February 2026: A meeting, a cancelled ferry, a climb (Tamil Nadu)


The first image is of the dog who was our companion when we camped at the beach in the village of Chithiraipettai, Tamil Nadu. I remembered that we had peanut butter, and I remembered that you can feed a dog peanut butter, so we did.
The second image is our route through Tamil Nadu. I was just on Google Maps looking up the village I spelled out in the previous paragraph, and I realized that because I have been marking where we sleep on Google Maps, I can show you the route we took.
Previous monthly updates in this series:
January 2026
December 2025
November 2025
October 2025
September 2025
August 2025
February 2026

Start: Tiruvannamalai, Tamil Nadu, India
End: Bodimettu, also in Tamil Nadu
Written date: March 15, 2026
Themes: A meeting, a cancelled ferry, a climb
A meeting
Brinda and her partner live beside Auroville which is a peculiar place in Tamil Nadu. She had invited me to pass through forever ago when we had a video call before I left for India. I almost didn't pass through, then I did. At Terrasen, I sat beside the same sparkling coloured windows that I'd seen on Google Meet. Not only was it great meeting Brinda, spending the whole afternoon in a thriving vegan café was very special for me (you could feel the care and attention in everything).
A cancelled ferry
South we went, zig-zagging through Tamil Nadu. Bound for Sri Lanka, by boat. Cycling, posing for selfies, eating idli and dosa and rice, sambar and rasam and poriyal and kootu and coconut chutney. Seeing Ambedkar on some wedding posters, Google Translating all wedding posters. We arrived in Nagapattinam. We did what we could have (should have) done before: actually stress-test the ferry plan. Now we learned, by chatting in-person and reading online: the ferry is unreliable; the ferry customs is worse than flying; the ferry social media marketing is unrepresentative; the ferry is almost certainly NOT running. Then we walked out of the market, towards a truly enormous Ganesh poking up above the skyline, from where a grandma ushered us into a temple because she wanted us to see the dancing that was happening for a Shiva festival. No more Sri Lanka, yes more Tamil Nadu.
A climb
New plan: cycle west to Kerala via Western Ghats, then fly to [somewhere]. No climbing at all for 4 months, then 1,000 metres of it, making all possible rookie mistakes. But: perfection isn't usually required. Many times it's okay to just do something, rookie mistakes and all (note to self).
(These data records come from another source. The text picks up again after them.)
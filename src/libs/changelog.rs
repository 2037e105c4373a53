use chrono::NaiveDate;

use super::bump::ReleaseBump;

/// One new section of the changelog.
#[derive(Debug, Clone, PartialEq, Eq)]
pub struct ChangelogEntry
{
    pub version: String,
    pub date: NaiveDate,
    pub bump: ReleaseBump,
    pub body: String,
}

impl ChangelogEntry
{
    // `# **1.2.0** (2024-05-30)`
    pub fn heading(&self) -> String
    {
        format!("{} **{}** ({})", self.bump.heading_marker(), self.version, self.date.format("%Y-%m-%d"))
    }
}

/// Puts `entry` on top of the existing changelog.
///
/// The previous content is kept byte for byte. Nothing is deduplicated, running
/// twice for one version yields two sections.
pub fn prepend(entry: &ChangelogEntry, existing: &str) -> String
{
    // Two trailing spaces force a markdown line break.
    format!("{}  \n  \n{}  \n  \n{}", entry.heading(), entry.body, existing)
}

#[cfg(test)]
fn entry(bump: ReleaseBump, version: &str, body: &str) -> ChangelogEntry
{
    ChangelogEntry {
        version: version.to_string(),
        date: NaiveDate::from_ymd_opt(2024, 3, 7).unwrap(),
        bump,
        body: body.to_string(),
    }
}

#[test]
fn test_prepend_layout()
{
    let document = prepend(&entry(ReleaseBump::Minor, "1.3.0", "- Add feature  "), "## **1.2.0** (2024-01-01)  \n");
    assert_eq!(
        document,
        "## **1.3.0** (2024-03-07)  \n  \n- Add feature    \n  \n## **1.2.0** (2024-01-01)  \n"
    );
}

#[test]
fn test_prepend_heading_follows_bump()
{
    let cases = [(ReleaseBump::Major, "# "), (ReleaseBump::Minor, "## "), (ReleaseBump::Patch, "### ")];
    for (bump, marker) in cases
    {
        let document = prepend(&entry(bump, "2.0.0", ""), "");
        assert!(document.starts_with(&format!("{}**2.0.0** (2024-03-07)", marker)), "{:?}: {}", bump, document);
    }
}

#[test]
fn test_prepend_keeps_existing_document_as_suffix()
{
    let existing = "# **1.0.0** (2023-01-01)  \r\n  \n\u{1F680} weird *bytes*\n\n\n";
    let document = prepend(&entry(ReleaseBump::Patch, "1.0.1", "- fix  "), existing);
    assert!(document.ends_with(existing));
    assert_eq!(document.len(), prepend(&entry(ReleaseBump::Patch, "1.0.1", "- fix  "), "").len() + existing.len());
}

#[test]
fn test_prepend_empty_body_and_document()
{
    assert_eq!(prepend(&entry(ReleaseBump::Major, "3.0.0", ""), ""), "# **3.0.0** (2024-03-07)  \n  \n  \n  \n");
}

#[test]
fn test_prepend_twice_duplicates()
{
    let e = entry(ReleaseBump::Patch, "1.0.1", "- fix  ");
    let once = prepend(&e, "");
    let twice = prepend(&e, &once);
    assert_eq!(twice.matches("### **1.0.1**").count(), 2);
}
A few pictures from this month




























Mini linkies section
Hold Tight and Let Go: Laura Killingbeck does something powerful when she shares in this piece how her mom responds to her ALS diagnosis: grief and rage in the face of wanting to keep living but not being able to. I think this is powerful because it forced me to completely stop and face this person's experience, to see her suffering. Another reason I really value this piece of writing is because it shares (in beautiful, specific, sparse writing) the many dimensions of Laura's own experience with grief and love. And now I want to say: these aren't the same thing, but years ago I first heard "grief is the price of love," and this story shows how.
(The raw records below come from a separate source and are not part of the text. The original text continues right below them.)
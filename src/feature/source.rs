use async_trait::async_trait;

use crate::libs::{commits::Commit, error::{ChangelogError, Result}};

/// Read-only view of the hosted repository.
#[async_trait]
pub trait ReleaseSource: Send + Sync
{
    async fn tag_names(&self) -> Result<Vec<String>>;

    /// Commits reachable from `ahead` but not from `behind`, newest first.
    async fn commits_ahead(&self, behind: &str, ahead: &str) -> Result<Vec<Commit>>;

    /// Content of `path` at `reference`, `None` when the file does not exist there.
    async fn read_file(&self, reference: &str, path: &str) -> Result<Option<String>>;

    /// `version` field of the JSON manifest at `reference`.
    async fn manifest_version(&self, reference: &str, manifest: &str) -> Result<Option<String>>
    {
        match self.read_file(reference, manifest).await?
        {
            Some(content) => parse_manifest_version(manifest, &content).map(Some),
            None => Ok(None),
        }
    }
}

pub fn parse_manifest_version(manifest: &str, content: &str) -> Result<String>
{
    let json: serde_json::Value = serde_json::from_str(content)?;
    json.get("version")
        .and_then(|version| version.as_str())
        .map(str::to_string)
        .ok_or_else(|| ChangelogError::manifest(format!("`{}` has no string `version` field", manifest)))
}

#[test]
fn test_parse_manifest_version()
{
    let version = parse_manifest_version("package.json", r#"{ "name": "x", "version": "1.2.3" }"#).unwrap();
    assert_eq!(version, "1.2.3");
}

#[test]
fn test_parse_manifest_version_missing_field()
{
    assert!(matches!(parse_manifest_version("package.json", r#"{ "name": "x" }"#), Err(ChangelogError::Manifest(_))));
    assert!(matches!(parse_manifest_version("package.json", r#"{ "version": 1 }"#), Err(ChangelogError::Manifest(_))));
    assert!(matches!(parse_manifest_version("package.json", "not json"), Err(ChangelogError::Json(_))));
}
It's frustrating to me that I can't remember where the rabbit hole started. But I was in a rabbit hole (that definitely involved Winnie Lim's amazing blog). At some point in this process, I started thinking about starting a newsletter. I decided that it would be called, "Your Artifact My Artifact," and that it would be a space for sharing the physical and mental artifacts of life. Anyways, all this rabbit holing made me curious about who else was using this word artifact (or artefact) besides, you know, archaeologists. And so I Googled it, and that's how I discovered Artifacts, which is an online space that preserves the "history of the avant-garde, the arts, and queer culture." I will level with you I was mainly delighted because of the queer culture part. It is not often that a Google search of your chosen newsletter title leads you to something like a page devoted to Marsha P. Johnson, with video footage and not only that, a hand-drawn concept map of other people and projects she was connected to. Can't believe! Best! Check it out if it speaks to you!
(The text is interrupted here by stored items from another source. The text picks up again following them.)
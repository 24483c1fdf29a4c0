use serde::{Deserialize, Serialize};

#[derive(Debug, Clone, Serialize, Deserialize)]
pub struct Theme {
    pub font_family: String,
    pub font_size: f32,
    pub symbol_fill: String,
    pub symbol_stroke: String,
    pub symbol_stroke_width: f32,
    pub line_color: String,
    pub line_width: f32,
    pub text_color: String,
    pub background: String,
}

impl Theme {
    pub fn classic() -> Self {
        Self {
            font_family: "\"trebuchet ms\", verdana, arial, sans-serif".to_string(),
            font_size: 12.0,
            symbol_fill: "#FFFFFF".to_string(),
            symbol_stroke: "#333333".to_string(),
            symbol_stroke_width: 1.6,
            line_color: "#333333".to_string(),
            line_width: 1.4,
            text_color: "#1C2430".to_string(),
            background: "#FFFFFF".to_string(),
        }
    }

    pub fn mono() -> Self {
        Self {
            font_family: "Inter, Segoe UI, system-ui, -apple-system, sans-serif".to_string(),
            font_size: 11.0,
            symbol_fill: "#F4F4F4".to_string(),
            symbol_stroke: "#000000".to_string(),
            symbol_stroke_width: 1.2,
            line_color: "#000000".to_string(),
            line_width: 1.0,
            text_color: "#000000".to_string(),
            background: "#FFFFFF".to_string(),
        }
    }
}
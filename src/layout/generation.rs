use std::collections::VecDeque;

use crate::config::LayoutConfig;

use super::topology::Topology;

const MIN_RELAXATION_STEPS: usize = 64;

/// Least generation assignment satisfying `gen(child) >= gen(parent) + 1`
/// and `gen(a) == gen(b)` for spouses, normalized to start at 0.
///
/// Worklist relaxation: every person starts at 0 and is raised only when a
/// constraint demands it, so the fixed point does not depend on visiting
/// order. Parent edges are acyclic after [`Topology::build`]; a spouse who is
/// also a descendant can still push values up forever, hence the raise cap.
pub(super) fn assign_generations(topology: &Topology<'_>, config: &LayoutConfig) -> Vec<usize> {
    let n = topology.len();
    if n == 0 {
        return Vec::new();
    }
    let cap = config
        .max_relaxation_steps
        .unwrap_or_else(|| default_relaxation_cap(n));

    let mut generation = vec![0usize; n];
    let mut queued = vec![true; n];
    let mut worklist: VecDeque<usize> = (0..n).collect();
    let mut raises = 0usize;
    let mut capped = false;

    'relax: while let Some(node) = worklist.pop_front() {
        queued[node] = false;
        let level = generation[node];
        let bounds = topology.children[node]
            .iter()
            .map(|&child| (child, level + 1))
            .chain(topology.spouses[node].iter().map(|&spouse| (spouse, level)));
        for (target, floor) in bounds {
            if generation[target] >= floor {
                continue;
            }
            if raises >= cap {
                capped = true;
                break 'relax;
            }
            generation[target] = floor;
            raises += 1;
            if !queued[target] {
                queued[target] = true;
                worklist.push_back(target);
            }
        }
    }

    if capped {
        tracing::warn!(
            cap,
            "generation relaxation hit its iteration cap; keeping best-effort generations"
        );
    }

    let min = generation.iter().copied().min().unwrap_or(0);
    if min > 0 {
        for level in &mut generation {
            *level -= min;
        }
    }
    tracing::debug!(
        persons = n,
        raises,
        depth = generation.iter().copied().max().unwrap_or(0) + 1,
        "assigned generations"
    );
    generation
}

fn default_relaxation_cap(n: usize) -> usize {
    n.saturating_mul(n).saturating_add(n).max(MIN_RELAXATION_STEPS)
}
My internet searches for artifacts also led me to Artefact Cards. Having a deck of physical cards reminds me of what Ryan Holiday does with index cards, using them to capture and organize ideas that culminate in a book or other project. The other day I was thinking about how when I sit down "to write a blog post," the hundreds of ideas that normally like to prance around my conscious all scurry out of view like deer. I literally feel like a deer in headlights and can't think of anything without a pre-existing prompt or container. (Like these monthly updates.) So for this reason I can really see the value of having different types of prompts. They serve as containers for surfacing ideas and connections that might might not otherwise. I am motivated to surface ideas and connections, and it's through this conviction that I've come to see tarot cards in a different light, having previously dismissed them out of hand as complete and utter woo nonsense. (I recommend kening zhu's tarot work diary.) Anyways, I am really going on tangents of tangents here. I haven't bought any of the Artefact Cards sets and I don't plan to, although they look interesting (especially the Obliquiscope!). So I guess I'm sharing this because I feel interested in my whimsical internet rabbit holes, but also, as a reminder to myself to create containers and prompts.